L’attacco a Monsignor Rino Fisichella, presidente della Pontificia accademia per la Vita, da parte di cinque membri della stessa, va a mio modo di vedere, ben al di là di una querelle teologico-ecclesiastica e merita una lettura attenta per i significati profondi che riveste. Le tesi sono note in occasione della scomunica comminata da Monsignor Cardoso Sobrinho, vescovo di Recife, ai medici e alla mamma della bambina, madre brasiliana di undici anni. Monsignor Fisichella aveva sottolineato che si sarebbe dovuto esprimere, prima di pensare alla scomunica, quell'«umanità di cui gli uomini di Chiesa dovrebbero essere esperti annunciatori e maestri, ma così non è stato». Si contrappone quindi, nell'irrinunciabile difesa della Vita una concezione che privilegia la Vita come concetto astratto e teoria e la sua espressione concreta, incarnata, sensibile, specifica, in altre parole umana, anzi, come direbbe Dostoevskij, divino-umana. In altre parole un po' come nel dibattito sull'eutanasia.
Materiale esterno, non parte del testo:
//! Simulated collaborators.

use std::sync::Arc;
use std::sync::atomic::{AtomicBool, Ordering};

use cart_traits::{
    ActionCode, Alert, BoxError, Item, ItemLookup, Lookup, Mood, Motor, ProximitySensor, Song,
    Wheel, WheelDrive,
};

/// Shared switch saying whether the simulated shopper is in front of the cart.
/// The shopper starts out present.
#[derive(Debug, Clone)]
pub struct SimTarget(Arc<AtomicBool>);

impl Default for SimTarget {
    fn default() -> Self {
        Self(Arc::new(AtomicBool::new(true)))
    }
}

impl SimTarget {
    pub fn set(&self, present: bool) {
        self.0.store(present, Ordering::Relaxed);
    }

    pub fn present(&self) -> bool {
        self.0.load(Ordering::Relaxed)
    }
}

/// Noisy proximity pair. With the target present both channels read around
/// `near`; otherwise they hover around zero. One reading in 64 is a spike.
pub struct SimulatedProximity {
    target: SimTarget,
    near: i32,
    noise: u32,
    state: u32,
}

impl SimulatedProximity {
    pub fn new(target: SimTarget) -> Self {
        Self {
            target,
            near: 300,
            noise: 8,
            state: 0x2545_F491,
        }
    }

    /// Reading level while the target is present.
    #[must_use]
    pub fn with_near(mut self, near: i32) -> Self {
        self.near = near;
        self
    }

    // xorshift32
    fn next(&mut self) -> u32 {
        let mut x = self.state;
        x ^= x << 13;
        x ^= x >> 17;
        x ^= x << 5;
        self.state = x;
        x
    }

    fn jitter(&mut self) -> i32 {
        let span = 2 * self.noise + 1;
        let r = self.next();
        let spike = if r % 64 == 0 { 900 } else { 0 };
        (r % span) as i32 - self.noise as i32 + spike
    }
}

impl ProximitySensor for SimulatedProximity {
    fn read(&mut self) -> Result<(i32, i32), BoxError> {
        let base = if self.target.present() { self.near } else { 0 };
        Ok((base + self.jitter(), base + self.jitter()))
    }
}

/// Motor that only logs what it would do.
#[derive(Debug, Default)]
pub struct SimulatedMotor {
    running: bool,
    last: Option<ActionCode>,
}

impl SimulatedMotor {
    pub fn new() -> Self {
        Self::default()
    }

    pub fn last_action(&self) -> Option<ActionCode> {
        self.last
    }
}

impl Motor for SimulatedMotor {
    fn start(&mut self) -> Result<(), BoxError> {
        self.running = true;
        tracing::info!("motor started (simulated)");
        Ok(())
    }

    fn stop(&mut self) -> Result<(), BoxError> {
        self.running = false;
        tracing::info!("motor stopped (simulated)");
        Ok(())
    }

    fn set_action(&mut self, action: ActionCode) -> Result<(), BoxError> {
        if self.last != Some(action) {
            tracing::info!(%action, running = self.running, "motor action (simulated)");
        }
        self.last = Some(action);
        Ok(())
    }

    fn drive_wheel(&mut self, wheel: Wheel, drive: WheelDrive) -> Result<(), BoxError> {
        tracing::info!(?wheel, ?drive, "wheel (simulated)");
        Ok(())
    }
}

/// Buzzer, LED and mood light that only log.
#[derive(Debug, Default)]
pub struct SimulatedAlert {
    led: bool,
}

impl SimulatedAlert {
    pub fn new() -> Self {
        Self::default()
    }
}

impl Alert for SimulatedAlert {
    fn set_mood(&mut self, mood: Mood) -> Result<(), BoxError> {
        tracing::info!(%mood, "mood light (simulated)");
        Ok(())
    }

    fn play(&mut self, song: Song) -> Result<(), BoxError> {
        tracing::debug!(?song, "buzzer (simulated)");
        Ok(())
    }

    fn silence(&mut self) -> Result<(), BoxError> {
        tracing::debug!("buzzer silenced (simulated)");
        Ok(())
    }

    fn set_led(&mut self, on: bool) -> Result<(), BoxError> {
        if self.led != on {
            tracing::info!(on, "led (simulated)");
        }
        self.led = on;
        Ok(())
    }
}

/// In-memory item catalog. Unknown codes are `NotFound`.
#[derive(Debug, Clone)]
pub struct SimulatedCatalog {
    items: Vec<Item>,
}

impl Default for SimulatedCatalog {
    fn default() -> Self {
        Self::from_items(vec![
            Item::new("760557824961", 7.45, 0.2).named("microSD"),
            Item::new("941047822994", 2.21, 0.3).named("ROM Cherry"),
            Item::new("2839903352", 5.62, 0.4).named("GUM Toothbrush"),
            Item::new("7094212457", 12.88, 0.77).named("Gund plush penguin"),
        ])
    }
}

impl SimulatedCatalog {
    pub fn from_items(items: Vec<Item>) -> Self {
        Self { items }
    }

    pub fn len(&self) -> usize {
        self.items.len()
    }

    pub fn is_empty(&self) -> bool {
        self.items.is_empty()
    }

    /// Codes in catalog order.
    pub fn upcs(&self) -> impl Iterator<Item = &str> {
        self.items.iter().map(|i| i.upc.as_str())
    }
}

impl ItemLookup for SimulatedCatalog {
    fn lookup(&mut self, upc: &str) -> Result<Lookup, BoxError> {
        let found = self.items.iter().find(|i| i.upc == upc).cloned();
        tracing::debug!(upc, found = found.is_some(), "catalog lookup");
        Ok(found.map_or(Lookup::NotFound, Lookup::Found))
    }
}
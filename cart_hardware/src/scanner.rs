//! Barcode scanner fed through a drop file.
//!
//! The scanner daemon writes decoded codes, one per line, into a file. Each
//! poll takes the first non-blank line and writes the rest back.

use std::fs;
use std::io::ErrorKind;
use std::path::{Path, PathBuf};

use cart_traits::{BoxError, Scanner};

use crate::error::Result;

pub const DEFAULT_PATH: &str = "/tmp/barcode.txt";

#[derive(Debug, Clone)]
pub struct FileScanner {
    path: PathBuf,
}

impl Default for FileScanner {
    fn default() -> Self {
        Self::new(DEFAULT_PATH)
    }
}

impl FileScanner {
    pub fn new(path: impl AsRef<Path>) -> Self {
        Self {
            path: path.as_ref().to_path_buf(),
        }
    }

    pub fn path(&self) -> &Path {
        &self.path
    }

    fn take_line(&self) -> Result<Option<String>> {
        let text = match fs::read_to_string(&self.path) {
            Ok(t) => t,
            Err(e) if e.kind() == ErrorKind::NotFound => return Ok(None),
            Err(e) => return Err(e.into()),
        };
        let mut lines = text.lines().map(str::trim).skip_while(|l| l.is_empty());
        let Some(code) = lines.next().map(str::to_owned) else {
            if !text.is_empty() {
                fs::write(&self.path, "")?;
            }
            return Ok(None);
        };
        let rest: Vec<&str> = lines.filter(|l| !l.is_empty()).collect();
        let mut remainder = rest.join("\n");
        if !remainder.is_empty() {
            remainder.push('\n');
        }
        fs::write(&self.path, remainder)?;
        tracing::debug!(code = %code, path = %self.path.display(), "scanned");
        Ok(Some(code))
    }
}

impl Scanner for FileScanner {
    fn poll(&mut self) -> std::result::Result<Option<String>, BoxError> {
        Ok(self.take_line()?)
    }
}

#[cfg(test)]
mod tests {
    use super::*;

    #[test]
    fn missing_file_is_quiet() {
        let dir = tempfile::tempdir().unwrap();
        let mut s = FileScanner::new(dir.path().join("none.txt"));
        assert_eq!(s.poll().unwrap(), None);
    }

    #[test]
    fn codes_are_consumed_in_order() {
        let dir = tempfile::tempdir().unwrap();
        let path = dir.path().join("barcode.txt");
        fs::write(&path, "\n 760557824961 \n\n941047822994\n").unwrap();
        let mut s = FileScanner::new(&path);
        assert_eq!(s.poll().unwrap().as_deref(), Some("760557824961"));
        assert_eq!(s.poll().unwrap().as_deref(), Some("941047822994"));
        assert_eq!(s.poll().unwrap(), None);
        assert_eq!(fs::read_to_string(&path).unwrap(), "");
    }
}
Da una parte vi sono coloro che in campo laicista e scientista sostengono l'astratta idea di una qualità della vita computabile a punti, nel merito di essere o no vissuta. Anime belle, con l'idolo della Ragione filantropica, che sono pronte a somministrare un'iniezione letale nel nome della solidarietà a un dolore, in verità, che nessuno può calcolare, ma che può solo essere condiviso, accolto, aiutato. Dall'altra invece la giusta posizione di chi, come Marcello Veneziani, sul Giornale di ieri, ma soprattutto come il Santo Padre o lo stesso Monsignor Fisichella, non cessa di difendere la vita come un mistero mai completamente afferrabile dalla ragione e dai progetti umani. Paradossalmente in questo caso, il dogmatismo razionalistico e nominalistico affligge gli scomunicatori di Recife e i critici e ipercritici dell'Accademia per la Vita. Volendo infliggere a una bambina di undici anni, a rischio di morte o di suicidio, in una gravidanza per incesto, un peso intollerabile sembrano perdere di vista non soltanto la misericordia, ma anche quella centralità incarnata della Verità, nodo essenziale di una Buona Notizia evangelica, in cui la festa del sabato è fatta per l'uomo e non l'uomo per il sabato. E si badi bene non è soltanto una considerazione di umanità che faceva difendere dai Farisei i discepoli di Gesù, che raccoglievano, per nutrirsi, spighe di grano nel giorno del Signore. Facendo come Gesù spiegò, esattamente come re Davide e i suoi, quando si nutrirono con le offerte del tempio.
Non c'è solo fariseismo nei critici di Monsignor Fisichella, semmai qualcosa, se possibile, di ancora più grave, come negare nel nome di un’idea astratta il concreto discernimento che è dovuto ai medici sulla scelta di una vita da salvare. Le cripte regali, da quella Asburgica dei Cappuccini di Vienna in là, sono piene di giovani regine e principesse morte di parto. Vi siete mai chiesti perché? Nel diritto salico delle dinastie europee, la nascita di un figlio maschio per garantire la dinastia era più importante di qualsiasi vita o salute della madre. E quanti squartamenti hanno scelto sempre di salvare il bambino rispetto alla madre. È una logica tragica che grandi sante anche recenti, come Gianna Beretta Molla, hanno celebrato accettando di morire pur di salvare il proprio bambino, ma tutto ciò non può essere imposto né alla donna né ai medici con un editto. Significherebbe rinunciare a quell'ombra amorevole di Mistero basato sulla relazione e sull'incontro che sta nel cuore della più profonda identità cristiana. È un po’ come nel caso del diaframma sottile che divide l'accanimento terapeutico dalle cure palliative e che nessuna legge, ma neanche nessuna accademia scientifica o teologica, potrà codificare e normare dogmaticamente fino all'ultimo dettaglio del singolo prezioso e irripetibile caso. Ed è proprio nei dettagli e nelle sfumature sottili che si annida il Mistero di Dio e dell'Amore. Dimensione alla quale Monsignor Fisichella sembra essere molto più attento e sensibile dei suoi corrucciati e schematici detrattori.
Scriveva Teilhard de Chardin, grande gesuita, scienziato e mistico che, tra la mano del mietitore che raccoglie la spiga di grano e quella del sacerdote che consacra l'ostia, c'è una continuità che si ricapitola in Cristo, orizzonte di tutte le cose. È un pensiero profondamente paolino. E in questa creazione che geme nelle doglie del parto occorre che la medicina e la teologia si incontrino più che in astratte prescrizioni dell'etica e della morale, in una sottile e delicata educazione e formazione all'Agape, Mistero d'amore negli abissi tra la vita e la morte.